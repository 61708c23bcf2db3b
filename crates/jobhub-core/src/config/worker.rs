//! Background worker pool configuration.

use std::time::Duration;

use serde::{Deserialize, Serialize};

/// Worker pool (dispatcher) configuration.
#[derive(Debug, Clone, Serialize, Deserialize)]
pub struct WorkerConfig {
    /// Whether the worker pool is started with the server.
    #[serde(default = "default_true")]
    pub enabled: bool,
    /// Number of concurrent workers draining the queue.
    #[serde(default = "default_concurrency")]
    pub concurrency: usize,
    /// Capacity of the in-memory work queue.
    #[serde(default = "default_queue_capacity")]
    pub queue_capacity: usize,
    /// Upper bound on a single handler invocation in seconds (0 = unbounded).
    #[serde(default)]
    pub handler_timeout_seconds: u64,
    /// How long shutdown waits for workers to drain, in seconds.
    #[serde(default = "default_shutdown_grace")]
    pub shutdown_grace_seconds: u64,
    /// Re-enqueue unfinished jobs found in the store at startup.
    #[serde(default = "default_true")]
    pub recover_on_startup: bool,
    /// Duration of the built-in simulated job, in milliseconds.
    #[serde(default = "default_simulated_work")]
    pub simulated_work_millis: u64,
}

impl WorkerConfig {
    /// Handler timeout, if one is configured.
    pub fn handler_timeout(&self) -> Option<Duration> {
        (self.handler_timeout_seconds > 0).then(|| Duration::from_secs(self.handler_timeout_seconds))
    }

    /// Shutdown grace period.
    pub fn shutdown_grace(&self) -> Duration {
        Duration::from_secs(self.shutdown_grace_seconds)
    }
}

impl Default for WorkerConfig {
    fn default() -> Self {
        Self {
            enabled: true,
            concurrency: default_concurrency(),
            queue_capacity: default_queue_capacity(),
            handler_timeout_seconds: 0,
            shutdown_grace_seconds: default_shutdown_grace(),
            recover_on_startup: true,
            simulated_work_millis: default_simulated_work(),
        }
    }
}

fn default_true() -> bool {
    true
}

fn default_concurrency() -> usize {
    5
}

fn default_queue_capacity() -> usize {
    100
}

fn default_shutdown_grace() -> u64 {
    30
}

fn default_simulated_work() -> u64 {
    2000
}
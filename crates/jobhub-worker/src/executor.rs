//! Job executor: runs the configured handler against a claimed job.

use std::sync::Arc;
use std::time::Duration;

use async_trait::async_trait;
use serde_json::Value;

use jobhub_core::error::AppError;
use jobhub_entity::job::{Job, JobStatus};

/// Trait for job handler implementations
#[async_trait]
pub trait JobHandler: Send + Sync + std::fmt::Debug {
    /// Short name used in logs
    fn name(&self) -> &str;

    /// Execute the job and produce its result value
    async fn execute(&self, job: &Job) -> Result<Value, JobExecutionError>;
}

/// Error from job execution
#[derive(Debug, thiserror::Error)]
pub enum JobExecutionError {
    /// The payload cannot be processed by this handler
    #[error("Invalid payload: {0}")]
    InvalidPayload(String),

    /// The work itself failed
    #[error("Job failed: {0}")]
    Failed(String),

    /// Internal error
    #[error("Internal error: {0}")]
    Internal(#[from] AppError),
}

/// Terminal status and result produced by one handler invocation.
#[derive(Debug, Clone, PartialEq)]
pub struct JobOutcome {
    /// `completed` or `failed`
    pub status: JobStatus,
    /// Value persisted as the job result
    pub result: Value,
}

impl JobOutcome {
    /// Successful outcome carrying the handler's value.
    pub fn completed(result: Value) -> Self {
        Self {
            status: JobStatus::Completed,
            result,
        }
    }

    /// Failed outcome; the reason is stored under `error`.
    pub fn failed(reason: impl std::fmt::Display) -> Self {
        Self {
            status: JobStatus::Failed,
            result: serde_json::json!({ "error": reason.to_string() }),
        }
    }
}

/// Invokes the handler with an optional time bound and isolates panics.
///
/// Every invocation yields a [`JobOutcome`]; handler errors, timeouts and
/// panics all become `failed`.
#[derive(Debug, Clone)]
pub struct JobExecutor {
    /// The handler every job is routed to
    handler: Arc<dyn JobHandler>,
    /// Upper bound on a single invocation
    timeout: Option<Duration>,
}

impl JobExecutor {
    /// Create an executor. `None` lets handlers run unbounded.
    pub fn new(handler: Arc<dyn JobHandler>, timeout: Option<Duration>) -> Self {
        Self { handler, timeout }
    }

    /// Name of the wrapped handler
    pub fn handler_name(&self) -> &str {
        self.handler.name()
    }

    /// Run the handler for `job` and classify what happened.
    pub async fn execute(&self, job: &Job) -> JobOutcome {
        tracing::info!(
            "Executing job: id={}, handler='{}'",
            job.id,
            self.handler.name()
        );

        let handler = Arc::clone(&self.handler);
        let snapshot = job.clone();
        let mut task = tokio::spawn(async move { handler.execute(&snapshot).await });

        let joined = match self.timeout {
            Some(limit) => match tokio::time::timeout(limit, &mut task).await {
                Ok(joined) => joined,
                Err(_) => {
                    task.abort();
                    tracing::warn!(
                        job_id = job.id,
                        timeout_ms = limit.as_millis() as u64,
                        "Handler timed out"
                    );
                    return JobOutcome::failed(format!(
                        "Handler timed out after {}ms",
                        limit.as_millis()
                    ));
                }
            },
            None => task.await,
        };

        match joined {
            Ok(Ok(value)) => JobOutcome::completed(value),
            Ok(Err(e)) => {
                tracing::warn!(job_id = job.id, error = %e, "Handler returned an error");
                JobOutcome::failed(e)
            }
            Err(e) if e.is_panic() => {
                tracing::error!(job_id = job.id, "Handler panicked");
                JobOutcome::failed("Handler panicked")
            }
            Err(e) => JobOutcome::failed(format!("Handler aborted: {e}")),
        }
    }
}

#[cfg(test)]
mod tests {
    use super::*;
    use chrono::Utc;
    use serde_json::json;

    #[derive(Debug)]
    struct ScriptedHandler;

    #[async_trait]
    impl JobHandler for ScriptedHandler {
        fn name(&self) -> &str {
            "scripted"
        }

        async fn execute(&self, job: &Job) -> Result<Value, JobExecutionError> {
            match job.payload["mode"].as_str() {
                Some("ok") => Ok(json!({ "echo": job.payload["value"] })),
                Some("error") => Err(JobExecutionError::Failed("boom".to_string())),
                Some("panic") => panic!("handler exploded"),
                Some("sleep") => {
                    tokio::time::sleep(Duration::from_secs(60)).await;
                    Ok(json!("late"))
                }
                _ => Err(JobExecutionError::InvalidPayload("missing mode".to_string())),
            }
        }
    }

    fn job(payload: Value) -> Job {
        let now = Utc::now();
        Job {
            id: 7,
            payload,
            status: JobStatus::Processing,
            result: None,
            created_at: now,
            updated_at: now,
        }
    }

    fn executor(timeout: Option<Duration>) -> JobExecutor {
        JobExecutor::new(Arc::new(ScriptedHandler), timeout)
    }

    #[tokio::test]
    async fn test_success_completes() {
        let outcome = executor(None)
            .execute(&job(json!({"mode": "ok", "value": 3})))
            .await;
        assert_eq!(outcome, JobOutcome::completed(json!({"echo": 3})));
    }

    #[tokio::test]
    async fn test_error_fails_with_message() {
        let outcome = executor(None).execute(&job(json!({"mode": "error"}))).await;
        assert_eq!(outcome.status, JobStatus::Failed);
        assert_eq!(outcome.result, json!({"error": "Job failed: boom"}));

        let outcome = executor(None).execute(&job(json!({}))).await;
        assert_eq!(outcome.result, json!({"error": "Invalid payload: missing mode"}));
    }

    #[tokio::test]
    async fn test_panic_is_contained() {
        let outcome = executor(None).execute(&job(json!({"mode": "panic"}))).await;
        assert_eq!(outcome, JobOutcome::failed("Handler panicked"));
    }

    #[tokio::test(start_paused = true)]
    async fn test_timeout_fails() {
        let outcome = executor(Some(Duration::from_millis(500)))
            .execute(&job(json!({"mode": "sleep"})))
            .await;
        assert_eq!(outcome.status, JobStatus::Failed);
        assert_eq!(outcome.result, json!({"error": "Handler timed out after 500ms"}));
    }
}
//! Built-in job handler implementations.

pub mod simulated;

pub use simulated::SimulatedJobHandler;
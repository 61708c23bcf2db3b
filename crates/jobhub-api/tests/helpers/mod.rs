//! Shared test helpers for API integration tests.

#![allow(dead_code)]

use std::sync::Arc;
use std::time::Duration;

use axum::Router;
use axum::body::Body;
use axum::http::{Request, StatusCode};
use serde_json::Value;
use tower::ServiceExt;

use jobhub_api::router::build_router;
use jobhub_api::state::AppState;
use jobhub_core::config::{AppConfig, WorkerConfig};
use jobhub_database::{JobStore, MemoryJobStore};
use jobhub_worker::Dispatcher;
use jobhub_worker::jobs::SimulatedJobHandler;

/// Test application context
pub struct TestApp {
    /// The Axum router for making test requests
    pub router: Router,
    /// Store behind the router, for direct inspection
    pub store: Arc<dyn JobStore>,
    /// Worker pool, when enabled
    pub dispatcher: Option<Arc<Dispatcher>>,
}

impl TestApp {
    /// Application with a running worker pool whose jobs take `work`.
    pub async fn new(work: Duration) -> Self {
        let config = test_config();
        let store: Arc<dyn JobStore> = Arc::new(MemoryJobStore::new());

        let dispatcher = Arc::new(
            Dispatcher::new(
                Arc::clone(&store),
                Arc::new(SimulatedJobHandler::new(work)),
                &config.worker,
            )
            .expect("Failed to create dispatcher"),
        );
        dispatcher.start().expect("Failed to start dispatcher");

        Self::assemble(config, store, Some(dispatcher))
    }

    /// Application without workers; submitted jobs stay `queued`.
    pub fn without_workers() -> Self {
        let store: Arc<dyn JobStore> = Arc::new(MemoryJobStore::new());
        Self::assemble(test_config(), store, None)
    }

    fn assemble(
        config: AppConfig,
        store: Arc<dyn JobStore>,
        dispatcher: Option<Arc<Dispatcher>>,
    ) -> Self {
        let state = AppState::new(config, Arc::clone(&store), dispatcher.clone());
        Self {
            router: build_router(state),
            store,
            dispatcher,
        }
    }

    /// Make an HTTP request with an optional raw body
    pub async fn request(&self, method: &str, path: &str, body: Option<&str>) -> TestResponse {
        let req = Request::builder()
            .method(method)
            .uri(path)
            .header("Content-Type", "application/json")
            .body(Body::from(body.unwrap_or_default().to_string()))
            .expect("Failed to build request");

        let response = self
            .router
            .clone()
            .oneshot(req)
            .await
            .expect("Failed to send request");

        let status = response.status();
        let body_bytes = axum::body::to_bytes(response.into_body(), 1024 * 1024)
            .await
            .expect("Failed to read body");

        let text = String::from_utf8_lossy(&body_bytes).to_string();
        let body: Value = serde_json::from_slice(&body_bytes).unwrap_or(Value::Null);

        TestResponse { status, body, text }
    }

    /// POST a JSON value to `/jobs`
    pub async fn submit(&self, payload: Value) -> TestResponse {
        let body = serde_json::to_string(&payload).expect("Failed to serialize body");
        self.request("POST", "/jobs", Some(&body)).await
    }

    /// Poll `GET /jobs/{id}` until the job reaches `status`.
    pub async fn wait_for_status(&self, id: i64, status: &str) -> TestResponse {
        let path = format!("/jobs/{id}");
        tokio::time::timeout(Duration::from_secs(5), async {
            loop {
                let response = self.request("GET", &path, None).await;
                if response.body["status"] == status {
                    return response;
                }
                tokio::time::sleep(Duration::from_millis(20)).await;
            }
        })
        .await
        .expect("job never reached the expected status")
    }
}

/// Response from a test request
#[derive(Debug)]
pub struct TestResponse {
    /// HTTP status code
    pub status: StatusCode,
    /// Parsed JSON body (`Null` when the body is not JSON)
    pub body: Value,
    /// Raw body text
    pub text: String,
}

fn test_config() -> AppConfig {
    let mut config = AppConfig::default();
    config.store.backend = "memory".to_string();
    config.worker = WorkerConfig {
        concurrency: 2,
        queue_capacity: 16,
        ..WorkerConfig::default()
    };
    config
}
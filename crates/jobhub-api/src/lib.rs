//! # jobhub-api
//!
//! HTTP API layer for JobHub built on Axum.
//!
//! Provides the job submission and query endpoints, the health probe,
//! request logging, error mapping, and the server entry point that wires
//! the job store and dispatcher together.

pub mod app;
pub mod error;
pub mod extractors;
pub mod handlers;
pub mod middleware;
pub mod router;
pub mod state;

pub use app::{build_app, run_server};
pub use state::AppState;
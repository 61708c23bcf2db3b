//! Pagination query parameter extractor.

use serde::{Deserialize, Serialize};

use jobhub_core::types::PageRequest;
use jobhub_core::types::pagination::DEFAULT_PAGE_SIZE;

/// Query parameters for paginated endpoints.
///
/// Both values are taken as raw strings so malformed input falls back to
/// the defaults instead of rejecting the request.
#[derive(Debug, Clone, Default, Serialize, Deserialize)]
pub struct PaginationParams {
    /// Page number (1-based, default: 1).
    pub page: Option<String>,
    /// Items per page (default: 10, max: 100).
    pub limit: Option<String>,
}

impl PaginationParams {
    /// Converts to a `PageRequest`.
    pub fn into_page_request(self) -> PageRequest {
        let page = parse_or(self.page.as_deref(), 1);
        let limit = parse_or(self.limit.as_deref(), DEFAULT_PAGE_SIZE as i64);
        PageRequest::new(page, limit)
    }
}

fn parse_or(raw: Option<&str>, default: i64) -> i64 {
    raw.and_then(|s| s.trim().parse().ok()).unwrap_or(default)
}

......

If a line in the material holds "match", copy it.

        let joined = match self.timeout {
            Some(limit) => match tokio::time::timeout(limit, &mut task).await {
        match joined {
            match job.payload["mode"].as_str() {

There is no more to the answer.